Fans of the station were puzzled and frustrated. “Why is the podcast not available?” one longtime listener wrote to HPM in an email. “Where is Dominic Anthony Walsh? What has Houston Public Media done with him???” Several expressed concern that the station had bowed to political pressure. “The immediate suspicion without further explanation is external meddling from someone, somewhere with enough reason and power to stop the podcast,” wrote another listener.
For eleven days, HPM gave no public explanation for the delay. Finally, on May 14, a cryptic statement appeared on its website: “Houston Public Media’s The Takeover Podcast will not be released. The podcast reporting team did its job in covering this important community story. The editorial leadership also did its job in reviewing and identifying concerns before this podcast was released to the public.” Later, HPM added a sentence stating that “all the new facts and information” revealed by the podcast had already been published on its website. More than four months later, HPM has offered no further details to the public.

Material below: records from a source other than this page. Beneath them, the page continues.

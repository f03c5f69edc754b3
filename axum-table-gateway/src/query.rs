//! Parameterized statement construction
//!
//! Every identifier is validated before it is written into the statement text.
//! Every value becomes a positional argument (`$1`, `$2`, ...). Both sqlx
//! drivers accept `$N` placeholders, so one statement text serves every
//! provider.

use crate::identifier::Identifier;
use crate::schema::{ColumnValues, FieldSet, FilterSet, Mutation, ScalarValue, Write};
use crate::{Error, Result};

/// Largest `LIMIT` both stores accept (a signed 64-bit integer)
pub const MAX_LIMIT: u64 = i64::MAX as u64;

/// Statement text and its positional arguments, built fresh per request
#[derive(Debug, Clone, PartialEq)]
pub struct Statement {
    sql: String,
    arguments: Vec<ScalarValue>,
}

impl Statement {
    pub fn sql(&self) -> &str {
        &self.sql
    }

    pub fn arguments(&self) -> &[ScalarValue] {
        &self.arguments
    }
}

/// Builds validated, parameterized statements
#[derive(Debug, Clone, Copy, Default)]
pub struct QueryBuilder;

impl QueryBuilder {
    pub fn new() -> Self {
        Self
    }

    /// `SELECT * FROM <table> [WHERE ...] [LIMIT n]`
    ///
    /// Filter keys that are not valid identifiers are dropped rather than
    /// rejected. A limit above [`MAX_LIMIT`] is capped.
    pub fn select(&self, table: &str, filters: &FilterSet, limit: Option<u64>) -> Result<Statement> {
        let table = table_identifier(table)?;
        let filters = retain_valid(filters);

        let mut sql = format!("SELECT * FROM {}", table.quoted());
        let mut arguments = Vec::with_capacity(filters.len());
        self.push_where_clause(&mut sql, &mut arguments, &filters);

        if let Some(limit) = limit {
            sql.push_str(&format!(" LIMIT {}", limit.min(MAX_LIMIT)));
        }

        Ok(Statement { sql, arguments })
    }

    /// `INSERT INTO <table> (...) VALUES (...) RETURNING *`
    ///
    /// The statement returns every inserted row. Callers that insert a single
    /// record treat the first returned row as the result.
    pub fn insert(&self, table: &str, data: &FieldSet) -> Result<Statement> {
        let table = table_identifier(table)?;

        if data.is_empty() {
            return Err(Error::MissingData(Write::Insert));
        }
        let fields = retain_valid(data);
        if fields.is_empty() {
            return Err(Error::NoValidColumns);
        }

        let columns: Vec<String> = fields.iter().map(|(column, _)| column.quoted()).collect();
        let placeholders: Vec<String> = (1..=fields.len()).map(|index| format!("${}", index)).collect();

        let sql = format!(
            "INSERT INTO {} ({}) VALUES ({}) RETURNING *",
            table.quoted(),
            columns.join(", "),
            placeholders.join(", ")
        );
        let arguments = fields.into_iter().map(|(_, value)| value.clone()).collect();

        Ok(Statement { sql, arguments })
    }

    /// `UPDATE <table> SET ... WHERE ... RETURNING *`
    ///
    /// The filter check runs before the data check so that a request without
    /// a usable predicate is always reported as `MissingFilter`.
    pub fn update(&self, table: &str, data: &FieldSet, filters: &FilterSet) -> Result<Statement> {
        let table = table_identifier(table)?;
        let filters = required_filters(filters, Mutation::Update)?;

        let fields = retain_valid(data);
        if fields.is_empty() {
            return Err(Error::MissingData(Write::Update));
        }

        let mut arguments = Vec::with_capacity(fields.len() + filters.len());
        let assignments: Vec<String> = fields
            .iter()
            .map(|(column, value)| {
                arguments.push((*value).clone());
                format!("{} = ${}", column.quoted(), arguments.len())
            })
            .collect();

        let mut sql = format!("UPDATE {} SET {}", table.quoted(), assignments.join(", "));
        self.push_where_clause(&mut sql, &mut arguments, &filters);
        sql.push_str(" RETURNING *");

        Ok(Statement { sql, arguments })
    }

    /// `DELETE FROM <table> WHERE ... RETURNING *`
    pub fn delete(&self, table: &str, filters: &FilterSet) -> Result<Statement> {
        let table = table_identifier(table)?;
        let filters = required_filters(filters, Mutation::Delete)?;

        let mut sql = format!("DELETE FROM {}", table.quoted());
        let mut arguments = Vec::with_capacity(filters.len());
        self.push_where_clause(&mut sql, &mut arguments, &filters);
        sql.push_str(" RETURNING *");

        Ok(Statement { sql, arguments })
    }

    /// Append ` WHERE a = $n AND b = $n+1`, numbering after existing arguments
    fn push_where_clause(
        &self,
        sql: &mut String,
        arguments: &mut Vec<ScalarValue>,
        filters: &[(Identifier, &ScalarValue)],
    ) {
        if filters.is_empty() {
            return;
        }

        let conditions: Vec<String> = filters
            .iter()
            .map(|(column, value)| {
                arguments.push((*value).clone());
                format!("{} = ${}", column.quoted(), arguments.len())
            })
            .collect();

        sql.push_str(" WHERE ");
        sql.push_str(&conditions.join(" AND "));
    }
}

fn table_identifier(table: &str) -> Result<Identifier> {
    Identifier::parse(table).ok_or_else(|| Error::InvalidIdentifier(table.to_string()))
}

/// Keep entries whose key is a valid identifier, in their original order
fn retain_valid(values: &ColumnValues) -> Vec<(Identifier, &ScalarValue)> {
    values
        .iter()
        .filter_map(|(column, value)| Identifier::parse(column).map(|column| (column, value)))
        .collect()
}

/// Non-empty both as supplied and after dropping invalid keys
fn required_filters(filters: &FilterSet, operation: Mutation) -> Result<Vec<(Identifier, &ScalarValue)>> {
    if filters.is_empty() {
        return Err(Error::MissingFilter(operation));
    }

    let retained = retain_valid(filters);
    if retained.is_empty() {
        return Err(Error::MissingFilter(operation));
    }

    Ok(retained)
}
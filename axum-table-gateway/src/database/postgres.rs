//! PostgreSQL database provider implementation
//!
//! Query-string values always arrive as text while JSON bodies carry typed
//! numbers and booleans. Before a statement runs, Postgres is asked which
//! type each placeholder stands for. Every non-null placeholder is then
//! written with the type it is bound as, followed by the column type when
//! the two differ (`$1::TEXT::INT4` for text into an integer column,
//! `$1::INT8::TEXT` for a number into a text column).
//!
//! sqlx caches prepared statements by their text alone, so the text has to
//! determine the parameter types.

use std::borrow::Cow;

use crate::database::traits::{DatabaseError, DatabaseProvider};
use crate::identifier::is_valid_identifier;
use crate::query::Statement;
use crate::schema::{MutationResult, ScalarValue};
use async_trait::async_trait;
use futures_util::TryStreamExt;
use serde_json::Value;
use sqlx::encode::{Encode, IsNull};
use sqlx::error::BoxDynError;
use sqlx::postgres::types::PgInterval;
use sqlx::postgres::{PgArgumentBuffer, PgArguments, PgRow, PgTypeInfo, PgTypeKind};
use sqlx::query::Query;
use sqlx::types::chrono::{DateTime, NaiveDate, NaiveDateTime, NaiveTime, Utc};
use sqlx::types::{Decimal, Uuid};
use sqlx::Statement as _;
use sqlx::{Column, Either, Executor, PgPool, Postgres, Row, Type, TypeInfo};

/// PostgreSQL database provider
pub struct PostgresProvider {
    pool: PgPool,
}

/// A NULL whose type Postgres infers from where it is used
///
/// A typed NULL (say `Option<String>`) would be rejected when assigned to an
/// integer column.
struct UntypedNull;

impl Type<Postgres> for UntypedNull {
    fn type_info() -> PgTypeInfo {
        PgTypeInfo::with_name("unknown")
    }
}

impl Encode<'_, Postgres> for UntypedNull {
    fn encode_by_ref(&self, _buffer: &mut PgArgumentBuffer) -> Result<IsNull, BoxDynError> {
        Ok(IsNull::Yes)
    }
}

impl PostgresProvider {
    /// Create a new PostgreSQL provider
    ///
    /// # Arguments
    ///
    /// * `pool` - PostgreSQL connection pool
    pub fn new(pool: PgPool) -> Self {
        Self { pool }
    }

    /// Statement text with every non-null placeholder cast
    async fn typed_sql<'s>(&self, statement: &'s Statement) -> Result<Cow<'s, str>, DatabaseError> {
        let sql = statement.sql();
        let arguments = statement.arguments();

        if arguments.iter().all(|argument| matches!(argument, ScalarValue::Null)) {
            return Ok(Cow::Borrowed(sql));
        }

        // Cached per connection, so repeated statements skip the round trip
        let prepared = (&self.pool).prepare_with(sql, &[]).await?;
        let Some(Either::Left(inferred)) = prepared.parameters() else {
            return Ok(Cow::Borrowed(sql));
        };

        let casts: Vec<Option<String>> = arguments
            .iter()
            .zip(inferred)
            .map(|(argument, type_info)| placeholder_cast(argument, type_info.name()))
            .collect();

        Ok(Cow::Owned(rewrite_placeholders(sql, &casts)))
    }

    /// Attach the arguments in placeholder order
    fn bind_arguments<'q>(sql: &'q str, arguments: &'q [ScalarValue]) -> Query<'q, Postgres, PgArguments> {
        arguments
            .iter()
            .fold(sqlx::query(sql), |query, argument| match argument {
                ScalarValue::Null => query.bind(UntypedNull),
                ScalarValue::Bool(value) => query.bind(*value),
                ScalarValue::Int(value) => query.bind(*value),
                ScalarValue::Float(value) => query.bind(*value),
                ScalarValue::Text(value) => query.bind(value.as_str()),
            })
    }

    /// Convert a PostgreSQL row to a JSON object
    fn row_to_json(row: &PgRow) -> Result<Value, DatabaseError> {
        let mut map = serde_json::Map::new();

        for column in row.columns() {
            let index = column.ordinal();
            let type_info = column.type_info();

            let value = match type_info.name() {
                "BOOL" => decode(row, index, Value::Bool)?,
                "INT2" => decode(row, index, |value: i16| Value::Number(value.into()))?,
                "INT4" => decode(row, index, |value: i32| Value::Number(value.into()))?,
                "INT8" => decode(row, index, |value: i64| Value::Number(value.into()))?,
                "FLOAT4" => decode(row, index, |value: f32| float_to_json(value.into()))?,
                "FLOAT8" => decode(row, index, float_to_json)?,
                // Kept as text so no digits are lost
                "NUMERIC" => decode(row, index, |value: Decimal| Value::String(value.to_string()))?,
                "TEXT" | "VARCHAR" | "CHAR" | "NAME" | "BPCHAR" | "CITEXT" => {
                    decode(row, index, Value::String)?
                }
                "BYTEA" => decode(row, index, |bytes: Vec<u8>| {
                    Value::String(format!("[BLOB: {} bytes]", bytes.len()))
                })?,
                "TIMESTAMPTZ" => decode(row, index, |value: DateTime<Utc>| {
                    Value::String(value.to_rfc3339())
                })?,
                "TIMESTAMP" => decode(row, index, |value: NaiveDateTime| {
                    Value::String(value.to_string())
                })?,
                "DATE" => decode(row, index, |value: NaiveDate| Value::String(value.to_string()))?,
                "TIME" => decode(row, index, |value: NaiveTime| Value::String(value.to_string()))?,
                "INTERVAL" => decode(row, index, |value: PgInterval| {
                    Value::String(interval_to_iso8601(value.months, value.days, value.microseconds))
                })?,
                "UUID" => decode(row, index, |value: Uuid| Value::String(value.to_string()))?,
                "JSON" | "JSONB" => decode(row, index, |value: Value| value)?,
                // Enum labels travel as their text
                _ if matches!(type_info.kind(), PgTypeKind::Enum(_)) => {
                    let value: Option<String> = row.try_get_unchecked(index)?;
                    value.map(Value::String).unwrap_or(Value::Null)
                }
                name => {
                    let value: Option<String> = row.try_get(index).map_err(|_| {
                        DatabaseError::Decode(format!(
                            "unsupported type {} in column {:?}",
                            name,
                            column.name()
                        ))
                    })?;
                    value.map(Value::String).unwrap_or(Value::Null)
                }
            };

            map.insert(column.name().to_string(), value);
        }

        Ok(Value::Object(map))
    }
}

/// Decode a nullable column and convert it with `convert`
fn decode<'r, T>(
    row: &'r PgRow,
    index: usize,
    convert: impl FnOnce(T) -> Value,
) -> Result<Value, DatabaseError>
where
    T: sqlx::Decode<'r, Postgres> + Type<Postgres>,
{
    let value: Option<T> = row.try_get(index)?;
    Ok(value.map(convert).unwrap_or(Value::Null))
}

fn float_to_json(value: f64) -> Value {
    serde_json::Number::from_f64(value)
        .map(Value::Number)
        .unwrap_or(Value::Null)
}

/// Types a text argument is already accepted as
fn is_textual(type_name: &str) -> bool {
    matches!(
        type_name,
        "TEXT" | "VARCHAR" | "BPCHAR" | "CHAR" | "NAME" | "CITEXT" | "UNKNOWN"
    )
}

/// Cast to append to a placeholder: the bound type, then the column type
/// when the value has to be converted
///
/// NULLs stay uncast. Column type names that could not be written back as a
/// bare (optionally array) type name are not converted to.
fn placeholder_cast(argument: &ScalarValue, column_type: &str) -> Option<String> {
    let bound = match argument {
        ScalarValue::Null => return None,
        ScalarValue::Bool(_) => "BOOL",
        ScalarValue::Int(_) => "INT8",
        ScalarValue::Float(_) => "FLOAT8",
        ScalarValue::Text(_) => "TEXT",
    };

    let element = column_type.strip_suffix("[]").unwrap_or(column_type);
    let target = match argument {
        ScalarValue::Text(_) if !is_textual(column_type) && is_valid_identifier(element) => {
            Some(column_type)
        }
        ScalarValue::Text(_) => None,
        _ if is_textual(column_type) => Some("TEXT"),
        _ => None,
    };

    Some(match target {
        Some(target) => format!("{bound}::{target}"),
        None => bound.to_string(),
    })
}

/// Append `::<cast>` to each `$n` that has one
///
/// Identifiers are validated and values are bound, so every `$` in the
/// statement text starts a placeholder.
fn rewrite_placeholders(sql: &str, casts: &[Option<String>]) -> String {
    let mut rewritten = String::with_capacity(sql.len() + casts.len() * 8);
    let mut rest = sql;

    while let Some(position) = rest.find('$') {
        rewritten.push_str(&rest[..=position]);
        rest = &rest[position + 1..];

        let digits = rest.bytes().take_while(u8::is_ascii_digit).count();
        let (number, tail) = rest.split_at(digits);
        rewritten.push_str(number);

        let cast = number
            .parse::<usize>()
            .ok()
            .and_then(|number| number.checked_sub(1))
            .and_then(|index| casts.get(index)?.as_deref());
        if let Some(cast) = cast {
            rewritten.push_str("::");
            rewritten.push_str(cast);
        }

        rest = tail;
    }

    rewritten.push_str(rest);
    rewritten
}

/// ISO 8601 duration (`P1Y2M3DT4H5M6.5S`)
fn interval_to_iso8601(months: i32, days: i32, microseconds: i64) -> String {
    let mut duration = String::from("P");

    let (years, months) = (months / 12, months % 12);
    if years != 0 {
        duration.push_str(&format!("{years}Y"));
    }
    if months != 0 {
        duration.push_str(&format!("{months}M"));
    }
    if days != 0 {
        duration.push_str(&format!("{days}D"));
    }

    if microseconds != 0 {
        duration.push('T');

        let sign = if microseconds < 0 { "-" } else { "" };
        let total = microseconds.unsigned_abs();
        let hours = total / 3_600_000_000;
        let minutes = total % 3_600_000_000 / 60_000_000;
        let seconds = total % 60_000_000 / 1_000_000;
        let fraction = total % 1_000_000;

        if hours != 0 {
            duration.push_str(&format!("{sign}{hours}H"));
        }
        if minutes != 0 {
            duration.push_str(&format!("{sign}{minutes}M"));
        }
        if seconds != 0 || fraction != 0 {
            duration.push_str(&format!("{sign}{seconds}"));
            if fraction != 0 {
                let fraction = format!("{fraction:06}");
                duration.push('.');
                duration.push_str(fraction.trim_end_matches('0'));
            }
            duration.push('S');
        }
    }

    if duration == "P" {
        duration.push_str("T0S");
    }

    duration
}

#[async_trait]
impl DatabaseProvider for PostgresProvider {
    async fn fetch_rows(&self, statement: &Statement) -> Result<Vec<Value>, DatabaseError> {
        let sql = self.typed_sql(statement).await?;
        let rows = Self::bind_arguments(&sql, statement.arguments())
            .fetch_all(&self.pool)
            .await?;

        rows.iter().map(Self::row_to_json).collect()
    }

    async fn execute_returning(&self, statement: &Statement) -> Result<MutationResult, DatabaseError> {
        let sql = self.typed_sql(statement).await?;
        let mut stream = (&self.pool).fetch_many(Self::bind_arguments(&sql, statement.arguments()));

        let mut rows = Vec::new();
        let mut rows_affected = 0;

        while let Some(step) = stream.try_next().await? {
            match step {
                Either::Left(done) => rows_affected += done.rows_affected(),
                Either::Right(row) => rows.push(Self::row_to_json(&row)?),
            }
        }

        Ok(MutationResult {
            rows,
            rows_affected,
        })
    }

    async fn ping(&self) -> Result<(), DatabaseError> {
        sqlx::query("SELECT 1").execute(&self.pool).await?;
        Ok(())
    }

    async fn close(&self) {
        self.pool.close().await;
    }
}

Through a series of Public Information Act requests, Texas Monthly obtained all four episodes of the podcast, which appear to be finished and ready for release. We also obtained more than six hundred pages of internal HPM emails and text messages sent between April 1 and May 15. (As an affiliate of the University of Houston, a public institution, HPM is subject to Texas open-records law.) The communications reveal that on May 2, the day before the podcast’s planned debut, HPM executives learned that Walsh was in a long-term romantic relationship with an HISD teacher. Walsh had disclosed the relationship in 2023 to his supervisor and podcast editor, Christina Lee, and planned to disclose it to listeners in a bonus episode of the podcast, according to producer Ben Henry. In an email to HPM staff, executives said the show was canceled because of an unspecified “conflict of interest.”
According to sources within the organization, the relationship was common knowledge in the HPM newsroom. Walsh’s girlfriend had accompanied him to work happy hours, a holiday party, and an awards presentation. In an email to his bosses, Walsh wrote that he told many of his interview subjects about the relationship. That transparency with sources was “an important point of trust-building that got results,” he explained.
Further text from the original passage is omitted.